23/2/18

LA TRIBUNA DE MONTERDE: ¡Basura va!

Eran algo menos de las ocho de la tarde de un día de mediados de febrero. Noche cerrada. Un servidor caminaba por el tramo del paseo del río San Juan que se observa en la imagen. De repente, escuché un golpe brusco contra el agua. No le di mucha importancia, pues pensé que se trataría de algún pato chapoteando en el agua. 
*Edificios de la calle Riosa próximos al río San Juan.
Continué caminando y apenas unos segundos después vi salir disparado de una de las viviendas de uno de los edificios que aparecen en la imagen y que miran al río, un envase de grandes dimensiones. Mismo ruido que en la anterior ocasión. Esta vez sí miré al cauce: era un frasco de gel de ducha, de los grandes. Miré a los bloques buscando el piso del que había salido el bote, pero no pude dar con él. No había nadie en las ventanas, ni luces encendidas, ni nada que me permitiese saber desde que bloque y desde qué piso había salido disparado el envase.
Intrigado, seguí andando y decidí esconderme tras los setos del Juan XXIII que dan al río, esperando nuevos lanzamientos. No tardaron en producirse. Tres objetos más fueron arrojados al cauce. Pese a que lo grabé con mi teléfono, la calidad del vídeo, por la distancia y la oscuridad, no es muy buena y apenas se aprecian los disparos. Posiblemente más envases, a juzgar por las dimensiones y los sonoros golpes contra las aguas del San Juan. Tampoco se encendió luz alguna que me permitiese más o menos localizar los lanzamientos a una determinada altura de un bloque concreto.

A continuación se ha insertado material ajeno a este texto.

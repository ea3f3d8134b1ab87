use thiserror::Error;

/// Errors raised while loading or validating schema documents.
///
/// The comparison engine itself never fails on well-formed schemas; every
/// divergence it finds is reported as data. These errors cover the boundary
/// where schema documents enter the system: parsing and structural
/// validation.
#[derive(Error, Debug)]
pub enum SchemaError {
    /// A schema document names a node kind outside the closed leaf/map/object
    /// set. This indicates a corrupted or foreign schema document and is not
    /// recoverable.
    #[error("Unknown node kind for '{identifier}': {kind}")]
    UnknownNodeKind { identifier: String, kind: String },

    /// The schema parsed but violates a structural rule, such as an empty
    /// identifier or an allowed-type reference to an undeclared node schema.
    #[error("Invalid schema: {reason}")]
    InvalidSchema { reason: String },

    /// The schema document is not valid JSON or does not match the schema
    /// model.
    #[error("Failed to parse schema document: {reason}")]
    Parse { reason: String },

    /// Reading a schema file failed.
    #[error("IO error: {0}")]
    Io(#[from] std::io::Error),
}
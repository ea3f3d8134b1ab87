//! Structured records of divergence between a view schema and a stored schema
//!
//! These records are the comparison engine's sole output. They are additive
//! evidence for upstream compatibility decisions, not exceptions: every
//! divergence between two well-formed schemas is reported as data.

use serde::{Deserialize, Serialize};

use super::fields::{FieldKind, ValueSchema};
use super::schema::NodeKind;

/// The allowed-type sets of a field differ.
///
/// `view` and `stored` hold only the asymmetric elements (present on that
/// side and absent on the other), never the full sets. `identifier` is `None`
/// for the document root, the node-type identifier for a map node's value
/// slot, and the field key for a field inside an object node.
#[derive(Debug, Clone, PartialEq, Eq, Serialize, Deserialize)]
pub struct AllowedTypeDiscrepancy {
    pub identifier: Option<String>,
    pub view: Vec<String>,
    pub stored: Vec<String>,
}

/// The field kinds differ, or the field exists on only one side.
///
/// A `None` kind means the field (or the whole path to it) is absent on that
/// side.
#[derive(Debug, Clone, PartialEq, Eq, Serialize, Deserialize)]
pub struct FieldKindDiscrepancy {
    pub identifier: Option<String>,
    pub view: Option<FieldKind>,
    pub stored: Option<FieldKind>,
}

/// Two leaf nodes with the same identifier carry different primitive value
/// types.
#[derive(Debug, Clone, PartialEq, Eq, Serialize, Deserialize)]
pub struct ValueSchemaDiscrepancy {
    pub identifier: String,
    pub view: ValueSchema,
    pub stored: ValueSchema,
}

/// The node kind differs between view and stored, or one side lacks the
/// node-type identifier entirely (`None` on the missing side).
#[derive(Debug, Clone, PartialEq, Eq, Serialize, Deserialize)]
pub struct NodeKindDiscrepancy {
    pub identifier: String,
    pub view: Option<NodeKind>,
    pub stored: Option<NodeKind>,
}

/// Both sides agree the node is an object but differ in one or more fields.
///
/// Never emitted together with a [`NodeKindDiscrepancy`] for the same
/// identifier: a kind mismatch supersedes field-level comparison.
#[derive(Debug, Clone, PartialEq, Eq, Serialize, Deserialize)]
pub struct NodeFieldsDiscrepancy {
    pub identifier: String,
    pub differences: Vec<FieldDiscrepancy>,
}

/// A divergence at field granularity, produced by the generic field
/// comparator.
#[derive(Debug, Clone, PartialEq, Eq, Serialize, Deserialize)]
#[serde(rename_all = "snake_case")]
pub enum FieldDiscrepancy {
    AllowedTypes(AllowedTypeDiscrepancy),
    FieldKind(FieldKindDiscrepancy),
}

/// One divergence between view and stored schema at root, node, or field
/// scope.
#[derive(Debug, Clone, PartialEq, Eq, Serialize, Deserialize)]
#[serde(rename_all = "snake_case")]
pub enum Discrepancy {
    AllowedTypes(AllowedTypeDiscrepancy),
    FieldKind(FieldKindDiscrepancy),
    ValueSchema(ValueSchemaDiscrepancy),
    NodeKind(NodeKindDiscrepancy),
    NodeFields(NodeFieldsDiscrepancy),
}

impl From<FieldDiscrepancy> for Discrepancy {
    fn from(discrepancy: FieldDiscrepancy) -> Self {
        match discrepancy {
            FieldDiscrepancy::AllowedTypes(d) => Discrepancy::AllowedTypes(d),
            FieldDiscrepancy::FieldKind(d) => Discrepancy::FieldKind(d),
        }
    }
}
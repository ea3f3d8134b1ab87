use serde::{Deserialize, Serialize};
use std::collections::BTreeMap;
use std::fmt;

use super::fields::{FieldSchema, ValueSchema};

/// A terminal node holding one primitive value.
#[derive(Debug, Clone, PartialEq, Eq, Serialize, Deserialize)]
pub struct LeafNodeSchema {
    pub leaf_value: ValueSchema,
}

/// A node whose children form a dynamically keyed collection, all conforming
/// to one shared field schema.
#[derive(Debug, Clone, PartialEq, Eq, Serialize, Deserialize)]
pub struct MapNodeSchema {
    pub map_fields: FieldSchema,
}

/// A node with a fixed set of named fields, each independently schematized.
///
/// Fields are kept sorted by key so comparison output is deterministic
/// regardless of construction order.
#[derive(Debug, Clone, PartialEq, Eq, Serialize, Deserialize)]
pub struct ObjectNodeSchema {
    pub fields: BTreeMap<String, FieldSchema>,
}

/// Enumeration over all node schema variants.
///
/// This set is closed: a well-formed schema document contains only these
/// three kinds, and the JSON loader rejects anything else before a value of
/// this type can exist.
#[derive(Debug, Clone, PartialEq, Eq, Serialize, Deserialize)]
#[serde(tag = "kind", rename_all = "lowercase")]
pub enum TreeNodeSchema {
    Leaf(LeafNodeSchema),
    Map(MapNodeSchema),
    Object(ObjectNodeSchema),
}

impl TreeNodeSchema {
    pub fn leaf(leaf_value: ValueSchema) -> Self {
        Self::Leaf(LeafNodeSchema { leaf_value })
    }

    pub fn map(map_fields: FieldSchema) -> Self {
        Self::Map(MapNodeSchema { map_fields })
    }

    pub fn object<I, S>(fields: I) -> Self
    where
        I: IntoIterator<Item = (S, FieldSchema)>,
        S: Into<String>,
    {
        Self::Object(ObjectNodeSchema {
            fields: fields.into_iter().map(|(k, v)| (k.into(), v)).collect(),
        })
    }

    /// The kind tag of this node schema.
    pub fn kind(&self) -> NodeKind {
        match self {
            Self::Leaf(_) => NodeKind::Leaf,
            Self::Map(_) => NodeKind::Map,
            Self::Object(_) => NodeKind::Object,
        }
    }
}

/// Kind tag of a node schema, used in discrepancy reporting.
#[derive(Debug, Clone, Copy, PartialEq, Eq, Serialize, Deserialize)]
#[serde(rename_all = "lowercase")]
pub enum NodeKind {
    Leaf,
    Map,
    Object,
}

impl fmt::Display for NodeKind {
    fn fmt(&self, f: &mut fmt::Formatter<'_>) -> fmt::Result {
        match self {
            NodeKind::Leaf => write!(f, "leaf"),
            NodeKind::Map => write!(f, "map"),
            NodeKind::Object => write!(f, "object"),
        }
    }
}

/// Immutable snapshot of a document's allowed shape.
///
/// `node_schema` maps each node-type identifier to its schema. The map is
/// sorted by identifier, which fixes the iteration order used for
/// deterministic comparison output.
#[derive(Debug, Clone, PartialEq, Eq, Serialize, Deserialize)]
pub struct TreeStoredSchema {
    pub root_field_schema: FieldSchema,
    pub node_schema: BTreeMap<String, TreeNodeSchema>,
}

impl TreeStoredSchema {
    pub fn new(root_field_schema: FieldSchema) -> Self {
        Self {
            root_field_schema,
            node_schema: BTreeMap::new(),
        }
    }

    /// Adds a node schema under the given identifier, replacing any previous
    /// entry for that identifier.
    pub fn add_node_schema(&mut self, identifier: impl Into<String>, node: TreeNodeSchema) {
        self.node_schema.insert(identifier.into(), node);
    }
}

Unos días más tarde, con luz, volví a dar un paseo por la zona. Me sorprendió un detalle que también se aprecia, si se agranda, en la fotografía: los contenedores del barrio se sitúan justo detrás de los bloques, al comienzo de un vial que comunica la calle Riosa con un pequeño aparcamiento situado en la otra orilla del río San Juan. Echando cuentas, el autor de los lanzamientos de basura tendría que haber empleado, como mucho, dos minutos de su vida en bajarla al contenedor, contando que tuviese que bajar y subir por las escaleras, ya que los contenedores están al lado, como quien dice, de los portales.
*Frascos y botellas flotando en el río.
Hablando con el equipo del blog de cara a preparar este artículo, me sorprendió que, según parece, estos lanzamientos de basura ya fueron comentados por algún lector al hilo de otras publicaciones de esta página. Viendo que el problema viene de lejos, no entiendo que aún no se hayan tomado medidas al respecto. No quiero ni pensar qué pasaría si, por ejemplo, un vecino de la calle Manuel Llaneza comienza a tirar basura por la ventana. No tardaría en aparecer alguien que llamase a la Policía y es muy posible que le cayese una multa. Saldría en la prensa al día siguiente. Sin embargo, cuando la basura se tira a un río, como es el caso, no pasa absolutamente nada pese a que el río, como la calle, también es de todos. Basta con echar un vistazo a sus aguas para ver que por lo general, papeleras y contenedores se usan mucho menos de lo que se debería. Se usan poco pero es innegable que tolerando conductas como esta de la que he sido testigo, el problema no se ataja, sino que se agrava. Soy optimista y pienso que con algo más de vigilancia y ganas es posible aún acabar con problemas como este.